Introduction: Acknowledgements
From DSL
Support for the development GeNIe and SMILE has been provided in part by the Air Force Office of Scientific Research under grants F49620-97-1-0225 and F49620-00-1-0122, by the National Science Foundation under Faculty Early Career Development (CAREER) Program, grant IRI-9624629, by Hughes Raytheon Laboratories, Malibu, California, by ARPA's Computer Aided Education and Training Initiative under grant N66001-95-C-8367, and by the University of Pittsburgh Central Development Fund.
The past and present principal developers of GeNIe, SMILE, and SmileX (listed alphabetically) are:
- Steve Birnie
- Nancy Jackson
We would like to acknowledge contributions of the following individuals (listed alphabetically) to coding, documentation, graphics, web site, and testing of SMILE and GeNIe: Kimberly Batch, Avneet S. Chatha, Cristina Conati, Roger Flynn, Abigail Gertner, Charles E. Grindle, Christopher Hall, Christopher A. Geary, William Hogan, Susan E. Holden, Margaret (Peggie) Hopkins, Jun Hu, Kent Ma, Robert (Chas) Murray, Zhendong Niu, Shih-Chueh (Sejo) Pan, Bharti Rai, Michael S. Rissman, Luiz E. Sant'Anna, Jeromy A. Smith, Jiwu Tao, Kurt VanLehn, Martin van Velsen, Anders Weinstein, David Weitz, Zaijiang Yuan, Jie Xu, and many others.
Students in the courses Decision Analysis and Decision Support Systems at the University of Pittsburgh, Decision Support Systems for Public Managers at Carnegie Mellon University, and Decision Support and Expert Systems at the University of Alaska, Anchorage provided us with useful feedback and suggestions.

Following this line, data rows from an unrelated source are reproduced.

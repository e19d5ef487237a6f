//! Abstract surface of the remote key management service.
//!
//! Cloud SDK wiring stays outside this crate; implementations adapt a
//! concrete SDK client to [`KmsApi`]. Names follow the service's own
//! registry (`RSA_2048`, `RSASSA_PKCS1_V1_5_SHA_256`, ...), built exactly
//! the way the issuing side expects them.

use std::collections::BTreeMap;
use std::fmt;

use async_trait::async_trait;
use tokio_util::sync::CancellationToken;

use licmgr_core::{KeyType, LicenseError, LicenseResult, SigningAlgorithm};

/// Key specification for remote key creation.
#[derive(Debug, Clone, Copy, PartialEq, Eq)]
pub struct KeySpec {
    /// Key family to create.
    pub key_type: KeyType,
    /// Modulus or curve length in bits.
    pub bits: usize,
}

impl KeySpec {
    /// Spec for an RSA key of the given size.
    pub fn rsa(bits: usize) -> Self {
        Self {
            key_type: KeyType::Rsa,
            bits,
        }
    }

    /// The service's spec string, e.g. `RSA_2048`, `ECC_NIST_P384`,
    /// `ECC_SECG_P256K1`.
    pub fn spec_string(&self) -> String {
        match self.key_type {
            KeyType::Rsa => format!("RSA_{}", self.bits),
            KeyType::EccNist => format!("ECC_NIST_P{}", self.bits),
            KeyType::EccSecg => format!("ECC_SECG_P{}K1", self.bits),
        }
    }
}

impl fmt::Display for KeySpec {
    fn fmt(&self, f: &mut fmt::Formatter<'_>) -> fmt::Result {
        f.write_str(&self.spec_string())
    }
}

/// Where the key material originates. License keys are created inside the
/// service so they can be policy-administered and audited there.
#[derive(Debug, Clone, Copy, PartialEq, Eq, Default)]
pub enum KeyOrigin {
    /// Generated and held by the key service.
    #[default]
    Service,
}

impl KeyOrigin {
    /// Service wire name.
    pub fn as_str(self) -> &'static str {
        match self {
            KeyOrigin::Service => "SERVICE",
        }
    }
}

/// Intended key usage. License keys are always signing keys.
#[derive(Debug, Clone, Copy, PartialEq, Eq, Default)]
pub enum KeyUsage {
    /// Sign and verify.
    #[default]
    SignVerify,
}

impl KeyUsage {
    /// Service wire name.
    pub fn as_str(self) -> &'static str {
        match self {
            KeyUsage::SignVerify => "SIGN_VERIFY",
        }
    }
}

/// Whether the message passed to sign/verify is raw or pre-digested.
#[derive(Debug, Clone, Copy, PartialEq, Eq, Default)]
pub enum MessageType {
    /// The service hashes the raw message itself.
    #[default]
    Raw,
    /// The message is already a digest.
    Digest,
}

impl MessageType {
    /// Service wire name.
    pub fn as_str(self) -> &'static str {
        match self {
            MessageType::Raw => "RAW",
            MessageType::Digest => "DIGEST",
        }
    }
}

/// Signing algorithm names in the remote service's registry.
#[derive(Debug, Clone, Copy, PartialEq, Eq, Hash)]
pub enum RemoteSigningAlgorithm {
    /// RSASSA PKCS#1 v1.5 with SHA-256/384/512.
    RsassaPkcs1V15Sha256,
    RsassaPkcs1V15Sha384,
    RsassaPkcs1V15Sha512,
    /// RSASSA-PSS with SHA-256/384/512.
    RsassaPssSha256,
    RsassaPssSha384,
    RsassaPssSha512,
    /// ECDSA with SHA-256/384/512.
    EcdsaSha256,
    EcdsaSha384,
    EcdsaSha512,
}

impl RemoteSigningAlgorithm {
    /// Service wire name, e.g. `RSASSA_PKCS1_V1_5_SHA_256`.
    pub fn as_str(self) -> &'static str {
        match self {
            Self::RsassaPkcs1V15Sha256 => "RSASSA_PKCS1_V1_5_SHA_256",
            Self::RsassaPkcs1V15Sha384 => "RSASSA_PKCS1_V1_5_SHA_384",
            Self::RsassaPkcs1V15Sha512 => "RSASSA_PKCS1_V1_5_SHA_512",
            Self::RsassaPssSha256 => "RSASSA_PSS_SHA_256",
            Self::RsassaPssSha384 => "RSASSA_PSS_SHA_384",
            Self::RsassaPssSha512 => "RSASSA_PSS_SHA_512",
            Self::EcdsaSha256 => "ECDSA_SHA_256",
            Self::EcdsaSha384 => "ECDSA_SHA_384",
            Self::EcdsaSha512 => "ECDSA_SHA_512",
        }
    }
}

impl From<SigningAlgorithm> for RemoteSigningAlgorithm {
    fn from(alg: SigningAlgorithm) -> Self {
        match alg {
            SigningAlgorithm::RS256 => Self::RsassaPkcs1V15Sha256,
            SigningAlgorithm::RS384 => Self::RsassaPkcs1V15Sha384,
            SigningAlgorithm::RS512 => Self::RsassaPkcs1V15Sha512,
            SigningAlgorithm::PS256 => Self::RsassaPssSha256,
            SigningAlgorithm::PS384 => Self::RsassaPssSha384,
            SigningAlgorithm::PS512 => Self::RsassaPssSha512,
            SigningAlgorithm::ES256 => Self::EcdsaSha256,
            SigningAlgorithm::ES384 => Self::EcdsaSha384,
            SigningAlgorithm::ES512 => Self::EcdsaSha512,
        }
    }
}

impl fmt::Display for RemoteSigningAlgorithm {
    fn fmt(&self, f: &mut fmt::Formatter<'_>) -> fmt::Result {
        f.write_str(self.as_str())
    }
}

/// The remote key service operations this workspace consumes.
///
/// `sign` returns the signature exactly as the service response carries it:
/// standard base64 text. The signer turns that into the URL-safe token
/// segment. Remote failures are surfaced verbatim as
/// [`LicenseError::Remote`].
#[async_trait]
pub trait KmsApi: Send + Sync {
    /// Create a signing key; returns the remote key reference (e.g. an ARN).
    async fn create_key(
        &self,
        cancel: &CancellationToken,
        spec: KeySpec,
        origin: KeyOrigin,
        usage: KeyUsage,
        description: &str,
        tags: &BTreeMap<String, String>,
        policy: Option<&str>,
    ) -> LicenseResult<String>;

    /// Sign `message` with the remote private key. Returns the signature as
    /// standard base64 text.
    async fn sign(
        &self,
        cancel: &CancellationToken,
        key_ref: &str,
        message: &[u8],
        algorithm: RemoteSigningAlgorithm,
        message_type: MessageType,
    ) -> LicenseResult<String>;

    /// Verify `signature` over `message` inside the service. Use when no
    /// public key has been fetched locally.
    async fn verify(
        &self,
        cancel: &CancellationToken,
        key_ref: &str,
        message: &[u8],
        signature: &[u8],
        algorithm: RemoteSigningAlgorithm,
        message_type: MessageType,
    ) -> LicenseResult<bool>;

    /// Fetch the public key half as PEM bytes.
    async fn get_public_key(
        &self,
        cancel: &CancellationToken,
        key_ref: &str,
    ) -> LicenseResult<Vec<u8>>;

    /// Schedule deletion of the remote key after `pending_days` (the caller
    /// clamps into the service's 7..=30 window).
    async fn schedule_key_deletion(
        &self,
        cancel: &CancellationToken,
        key_ref: &str,
        pending_days: i32,
    ) -> LicenseResult<()>;
}

/// Run a remote call under the ambient context, abandoning it promptly on
/// cancellation.
pub(crate) async fn with_cancellation<T>(
    cancel: &CancellationToken,
    operation: &'static str,
    fut: impl std::future::Future<Output = LicenseResult<T>>,
) -> LicenseResult<T> {
    tokio::select! {
        biased;
        _ = cancel.cancelled() => Err(LicenseError::Cancelled(operation.to_string())),
        result = fut => result,
    }
}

GeNIe and SMILE embed a number of good ideas that we have gratefully assimilated over time from other software, whether decision-theoretic or not. The great user interface of Analytica has been an inspiration and a role model for us. Analytica's user interface has been developed by Max Henrion and Brian Arnold at Carnegie Mellon University in late 1980s and early 1990s. Our treatment of submodels is essentially the same as in Analytica. Knowledge Industries' WinDX software has been a source of inspiration for our diagnostic functionality and interface. The ideas contained in WinDX, on information gathering modes, such as discriminating among groups of hypotheses and pursuing specific hypothesis, were developed over a span of time from the mid-1980s to the early 1990s by David Heckerman, Eric Horvitz, Mark Peot and Michael Shwe. The use of alternative abstractions of the differential diagnosis in value of information computations was pioneered in the Pathfinder project that was commercialized as Intellipath and then, refined later in the KI Bayesian network inference tool kit. Beyond functionality, the configuration of panes and bar charts for abnormalities, observations, and valuable tests in the KI software were valuable inspirations for the interface of GeNIe and SMILE.
We would like to thank the U.S. News and World Report for considerable data collection effort and generosity in making the collected retention related data available. This data has been used in tutorials for the learning component of GeNIe.